■ **Task instructions**
Beginning with the first line of the data below, set down each line exactly through the line that contains "use proptest::prelude::*;".

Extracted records
==========
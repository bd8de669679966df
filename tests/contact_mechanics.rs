use approx::assert_relative_eq;
use crowdmech::config::{SimulationConfig, StabilityLimits, StopCondition};
use crowdmech::core::contact::normal_force;
use crowdmech::core::geometry::disk_disk;
use crowdmech::core::{
    Agent, Body, BroadPhase, ContactLaw, ContactResolver, Counterpart, Disk, Drive, FrictionModel,
    Goal, Kinematics, Material, Obstacle, Simulation,
};
use crowdmech::error::Result;
use nalgebra::{Point2, Vector2};
use proptest::prelude::*;

fn disk_agent(id: u32, r: f64, at: Point2<f64>, v: Vector2<f64>, drive: Drive) -> Result<Agent> {
    Agent::new(
        id,
        Body::disk(r)?,
        80.0,
        None,
        Kinematics::at(at).moving(v),
        drive,
        Material::default(),
    )
}

proptest! {
    /// Overlap depth is the same from either side and the normals are opposite.
    #[test]
    fn overlap_is_symmetric(
        ax in -2.0..2.0f64, ay in -2.0..2.0f64,
        bx in -2.0..2.0f64, by in -2.0..2.0f64,
        ra in 0.05..0.5f64, rb in 0.05..0.5f64,
    ) {
        let a = Point2::new(ax, ay);
        let b = Point2::new(bx, by);
        prop_assume!((b - a).norm() > 1e-9);
        let ab = disk_disk(&a, ra, &b, rb);
        let ba = disk_disk(&b, rb, &a, ra);
        prop_assert_eq!(ab.depth, ba.depth);
        prop_assert_eq!(ab.normal, -ba.normal);
    }

    /// Contact forces between two agents are equal and opposite whatever the
    /// arena order, and the normal force never pulls.
    #[test]
    fn pair_forces_are_reciprocal(
        dx in 0.05..0.6f64, dy in -0.3..0.3f64,
        vax in -2.0..2.0f64, vay in -2.0..2.0f64,
        vbx in -2.0..2.0f64, vby in -2.0..2.0f64,
    ) {
        let a = disk_agent(1, 0.25, Point2::origin(), Vector2::new(vax, vay), Drive::default()).unwrap();
        let b = disk_agent(2, 0.3, Point2::new(dx, dy), Vector2::new(vbx, vby), Drive::default()).unwrap();

        let forward = [a.clone(), b.clone()];
        let res = ContactResolver::new(&forward, &[], FrictionModel::default(), BroadPhase::AllPairs).resolve();
        prop_assert_eq!(res.wrenches[0].force, -res.wrenches[1].force);
        for f in &res.forces {
            prop_assert!(f.normal_magnitude >= 0.0);
            // Normal force on B points from A to B.
            prop_assert!(f.normal_force.dot(&f.contact.normal) >= 0.0);
        }

        let backward = [b, a];
        let rev = ContactResolver::new(&backward, &[], FrictionModel::default(), BroadPhase::AllPairs).resolve();
        prop_assert_eq!(res.forces.len(), rev.forces.len());
        assert_relative_eq!(res.wrenches[0].force, rev.wrenches[1].force, epsilon = 1e-9);
        assert_relative_eq!(res.wrenches[1].force, rev.wrenches[0].force, epsilon = 1e-9);
    }

    /// Separating fast enough clamps the normal force to zero instead of pulling.
    #[test]
    fn normal_force_is_never_adhesive(depth in -0.1..0.1f64, approach in -50.0..50.0f64) {
        let law = ContactLaw::from(Material::default());
        let f = normal_force(&law, depth, approach);
        prop_assert!(f >= 0.0);
        if depth <= 0.0 {
            prop_assert_eq!(f, 0.0);
        }
    }
}

/// Two agents walking head-on from a 0.4 m surface gap push against each
/// other without passing through, and settle into a small symmetric overlap.
#[test]
fn head_on_pair_does_not_pass_through() -> Result<()> {
    let material = Material::new(1.0e5, 1.0e3, 0.0)?;
    let walker = |id: u32, x: f64, goal_x: f64| -> Result<Agent> {
        Agent::new(
            id,
            Body::disk(0.25)?,
            80.0,
            None,
            Kinematics::at(Point2::new(x, 0.0)),
            Drive::toward(Goal::Point(Point2::new(goal_x, 0.0))),
            material,
        )
    };
    let cfg = SimulationConfig::default()
        .with_timestep(1.0e-3)
        .with_stop(StopCondition::at_time(4.0))
        .with_friction(FrictionModel::Coulomb {
            stick_velocity: 0.0,
        })
        .with_limits(StabilityLimits {
            max_penetration: Some(0.05),
            ..StabilityLimits::default()
        });
    let mut sim = Simulation::new(
        cfg,
        vec![walker(1, -0.45, 10.0)?, walker(2, 0.45, -10.0)?],
        vec![],
    )?;

    loop {
        let f = sim.step()?;
        let (a, b) = (&f.agents[0], &f.agents[1]);
        assert!(a.position.x < b.position.x, "agents crossed at t = {}", f.time);
        assert_eq!(a.contact_force, -b.contact_force);
        if sim.phase().is_terminal() {
            break;
        }
    }

    let f = sim.snapshot();
    let (a, b) = (&f.agents[0], &f.agents[1]);
    assert_relative_eq!(a.position.x, -b.position.x, epsilon = 1e-9);
    assert_relative_eq!(a.position.y, 0.0, epsilon = 1e-12);
    // Steady state: spring balances the stalled driving force m v_d / τ.
    let expected_depth = 80.0 * 1.3 / 0.5 / 1.0e5;
    let depth = 0.5 - (b.position.x - a.position.x);
    assert_relative_eq!(depth, expected_depth, epsilon = 5.0e-4);
    assert!(a.velocity.norm() < 0.01);
    Ok(())
}

/// An agent walking into a wall is held back by it.
#[test]
fn wall_stops_walker() -> Result<()> {
    let wall = Obstacle::wall(
        9,
        Point2::new(2.0, -5.0),
        Point2::new(2.0, 5.0),
        Material::default(),
    )?;
    let agent = disk_agent(
        1,
        0.25,
        Point2::new(0.0, 0.0),
        Vector2::zeros(),
        Drive::toward(Goal::Direction(Vector2::new(1.0, 0.0))),
    )?;
    let cfg = SimulationConfig::default()
        .with_timestep(1.0e-3)
        .with_stop(StopCondition::at_time(6.0))
        .recording_interactions();
    let mut sim = Simulation::new(cfg, vec![agent], vec![wall])?;
    let last = sim.run()?;

    let a = &last.agents[0];
    assert!(a.position.x + 0.25 > 2.0, "agent should press into the wall");
    assert!(a.position.x + 0.25 < 2.01);
    assert!(a.contact_force.x < 0.0);
    assert!(a.velocity.norm() < 0.01);
    assert_eq!(last.interactions.len(), 1);
    assert_eq!(
        last.interactions[0].counterpart,
        Counterpart::Obstacle(9)
    );
    Ok(())
}

/// A push on the shoulder of a multi-disk body makes it spin.
#[test]
fn off_center_contact_produces_torque() -> Result<()> {
    let body = Body::new(vec![
        Disk::new(Vector2::new(0.0, 0.2), 0.1)?,
        Disk::new(Vector2::new(0.0, -0.2), 0.1)?,
    ])?;
    let target = Agent::new(
        1,
        body,
        70.0,
        None,
        Kinematics::default(),
        Drive::default(),
        Material::default(),
    )?;
    // Hits the upper disk from the -x side.
    let bullet = disk_agent(
        2,
        0.1,
        Point2::new(-0.15, 0.2),
        Vector2::zeros(),
        Drive::default(),
    )?;
    let agents = [target, bullet];
    let res =
        ContactResolver::new(&agents, &[], FrictionModel::default(), BroadPhase::AllPairs).resolve();
    assert_eq!(res.forces.len(), 1);
    // Pushed toward +x at y = +0.2: clockwise.
    assert!(res.wrenches[0].force.x > 0.0);
    assert!(res.wrenches[0].torque < 0.0);
    Ok(())
}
==========
■ **Result of the exercise**
repository bd8de669679966df
filename tests/contact_mechanics.rs
use approx::assert_relative_eq;
use crowdmech::config::{SimulationConfig, StabilityLimits, StopCondition};
use crowdmech::core::contact::normal_force;
use crowdmech::core::geometry::disk_disk;
use crowdmech::core::{
    Agent, Body, BroadPhase, ContactLaw, ContactResolver, Counterpart, Disk, Drive, FrictionModel,
    Goal, Kinematics, Material, Obstacle, Simulation,
};
use crowdmech::error::Result;
use nalgebra::{Point2, Vector2};
use proptest::prelude::*;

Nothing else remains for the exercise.